I'm not aware of any way to access the initramfs root filesystem after the real root filesystem has been mounted. Are there specific files generated in the initramfs that you are trying to access? Since you mentioned casper I am assuming you are booting a live-cd image.
If you have access to the console then you can pause the boot process before the real root filesystem is mounted. For example, adding the kernel argument break=bottom
will pause the boot process before the real root filesystem is mounted and open a rescue shell in the initramfs environment.
If there are specific files you are interested in, (by default) contents of /run/initramfs
will persist between the initramfs environment and the booted environment. Certain log files are written there. You might be able to add a hook to copy files there. (edit I think the entire /run
filesystem is kept around)
edit - I found a couple articles by Rob Landley that add some more color to the process. They all suggest the contents of the initramfs root does get destroyed/deleted.

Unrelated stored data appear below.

//! [`Project`] definitions.

pub mod contractor;
pub mod evaluation;

use common::{define_kind, Date, Money};
use derive_more::{AsRef, Display, From, FromStr, Into};
use uuid::Uuid;

use crate::domain::unit;
#[cfg(doc)]
use crate::domain::Unit;

pub use self::{contractor::Contractor, evaluation::Evaluation};

/// Construction or maintenance work performed at a [`Unit`].
#[derive(Clone, Debug, PartialEq)]
pub struct Project {
    /// ID of this [`Project`].
    pub id: Id,

    /// ID of the [`Unit`] this [`Project`] takes place at.
    pub unit_id: unit::Id,

    /// [`Title`] of this [`Project`].
    pub title: Title,

    /// [`Description`] of this [`Project`].
    pub description: Description,

    /// [`Requester`] of this [`Project`].
    pub requester: Requester,

    /// [`Department`] requesting this [`Project`].
    pub department: Department,

    /// [`Contractor`] performing this [`Project`].
    pub contractor: Contractor,

    /// [`Date`] this [`Project`] starts at.
    pub start_date: Date,

    /// [`Status`] of this [`Project`].
    pub status: Status,

    /// [`Costs`] of this [`Project`].
    pub costs: Costs,

    /// Images attached to this [`Project`].
    pub images: Vec<Attachment>,

    /// Invoices attached to this [`Project`].
    pub invoices: Vec<Attachment>,

    /// [`Evaluation`] of this [`Project`], if it was evaluated.
    pub evaluation: Option<Evaluation>,

    /// Latest [`Advice`] on this [`Project`], if any was produced.
    pub advice: Option<Advice>,
}

impl Project {
    /// Creates a new [`Project`] out of the provided [`Draft`].
    ///
    /// A new [`Project`] has neither [`Evaluation`] nor [`Advice`].
    #[must_use]
    pub fn new(id: Id, draft: Draft) -> Self {
        let Draft {
            unit_id,
            title,
            description,
            requester,
            department,
            contractor,
            start_date,
            status,
            costs,
            images,
            invoices,
        } = draft;

        Self {
            id,
            unit_id,
            title,
            description,
            requester,
            department,
            contractor,
            start_date,
            status,
            costs,
            images,
            invoices,
            evaluation: None,
            advice: None,
        }
    }

    /// Replaces all the editable fields of this [`Project`] with the ones of
    /// the provided [`Draft`].
    ///
    /// [`Id`], [`Evaluation`] and [`Advice`] are left untouched.
    pub fn replace(&mut self, draft: Draft) {
        let evaluation = self.evaluation.take();
        let advice = self.advice.take();

        *self = Self {
            evaluation,
            advice,
            ..Self::new(self.id, draft)
        };
    }

    /// Returns the total cost of this [`Project`].
    #[must_use]
    pub fn total_cost(&self) -> Money {
        self.costs.total()
    }
}

/// Editable fields of a [`Project`].
#[derive(Clone, Debug, PartialEq)]
pub struct Draft {
    /// ID of the [`Unit`] the [`Project`] takes place at.
    pub unit_id: unit::Id,

    /// [`Title`] of the [`Project`].
    pub title: Title,

    /// [`Description`] of the [`Project`].
    pub description: Description,

    /// [`Requester`] of the [`Project`].
    pub requester: Requester,

    /// [`Department`] requesting the [`Project`].
    pub department: Department,

    /// [`Contractor`] performing the [`Project`].
    pub contractor: Contractor,

    /// [`Date`] the [`Project`] starts at.
    pub start_date: Date,

    /// [`Status`] of the [`Project`].
    pub status: Status,

    /// [`Costs`] of the [`Project`].
    pub costs: Costs,

    /// Images attached to the [`Project`].
    pub images: Vec<Attachment>,

    /// Invoices attached to the [`Project`].
    pub invoices: Vec<Attachment>,
}

/// ID of a [`Project`].
#[derive(
    Clone, Copy, Debug, Default, Display, Eq, From, FromStr, Hash, Into,
    PartialEq,
)]
pub struct Id(Uuid);

impl Id {
    /// Creates a new random [`Id`].
    #[must_use]
    pub fn new() -> Self {
        Self(Uuid::new_v4())
    }
}

/// Title of a [`Project`].
#[derive(AsRef, Clone, Debug, Display, Eq, From, Into, PartialEq)]
#[as_ref(str, String)]
pub struct Title(String);

/// Free-form description of a [`Project`].
#[derive(AsRef, Clone, Debug, Default, Display, Eq, From, Into, PartialEq)]
#[as_ref(str, String)]
pub struct Description(String);

/// Name of a person who requested a [`Project`].
#[derive(AsRef, Clone, Debug, Display, Eq, From, Into, PartialEq)]
#[as_ref(str, String)]
pub struct Requester(String);

/// Name of a department which requested a [`Project`].
#[derive(AsRef, Clone, Debug, Display, Eq, From, Into, PartialEq)]
#[as_ref(str, String)]
pub struct Department(String);

/// Opaque reference (usually a URL) to a file attached to a [`Project`].
#[derive(AsRef, Clone, Debug, Display, Eq, From, Into, PartialEq)]
#[as_ref(str, String)]
pub struct Attachment(String);

/// Advisory text about a [`Project`] produced by an external advisor.
#[derive(AsRef, Clone, Debug, Display, Eq, From, Into, PartialEq)]
#[as_ref(str, String)]
pub struct Advice(String);

define_kind! {
    #[doc = "Lifecycle status of a [`Project`]."]
    enum Status {
        #[doc = "[`Project`] is planned, but not started yet."]
        Planned = 1,

        #[doc = "[`Project`] is being executed."]
        InProgress = 2,

        #[doc = "[`Project`] is paused."]
        OnHold = 3,

        #[doc = "[`Project`] is finished."]
        Completed = 4,
    }
}

/// Cost breakdown of a [`Project`].
#[derive(Clone, Copy, Debug, Default, Eq, PartialEq)]
pub struct Costs {
    /// Cost of materials.
    pub material: Money,

    /// Cost of labor.
    pub labor: Money,

    /// Cost of equipment.
    pub equipment: Money,
}

impl Costs {
    /// Returns the sum of all the cost components.
    #[must_use]
    pub fn total(&self) -> Money {
        self.material + self.labor + self.equipment
    }

    /// Indicates whether any of the cost components is negative.
    #[must_use]
    pub fn has_negative(&self) -> bool {
        [self.material, self.labor, self.equipment]
            .iter()
            .any(Money::is_negative)
    }
}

What switch_root does is delete all the files out of rootfs (to free up the memory) and then chroot into a new filesystem and exec a new init process out of the new filesystem.
initramfs is rootfs: you can neither pivot_root
rootfs, nor unmount it. Instead delete everything out of rootfs to
free up the space (find -xdev / -exec rm '{}' ';'), overmount rootfs
with the new root (cd /newmount; mount --move . /; chroot .), attach
stdin/stdout/stderr to the new /dev/console, and exec the new init
Since initramfs is a
ramfs, deleting its contents frees up the memory it uses.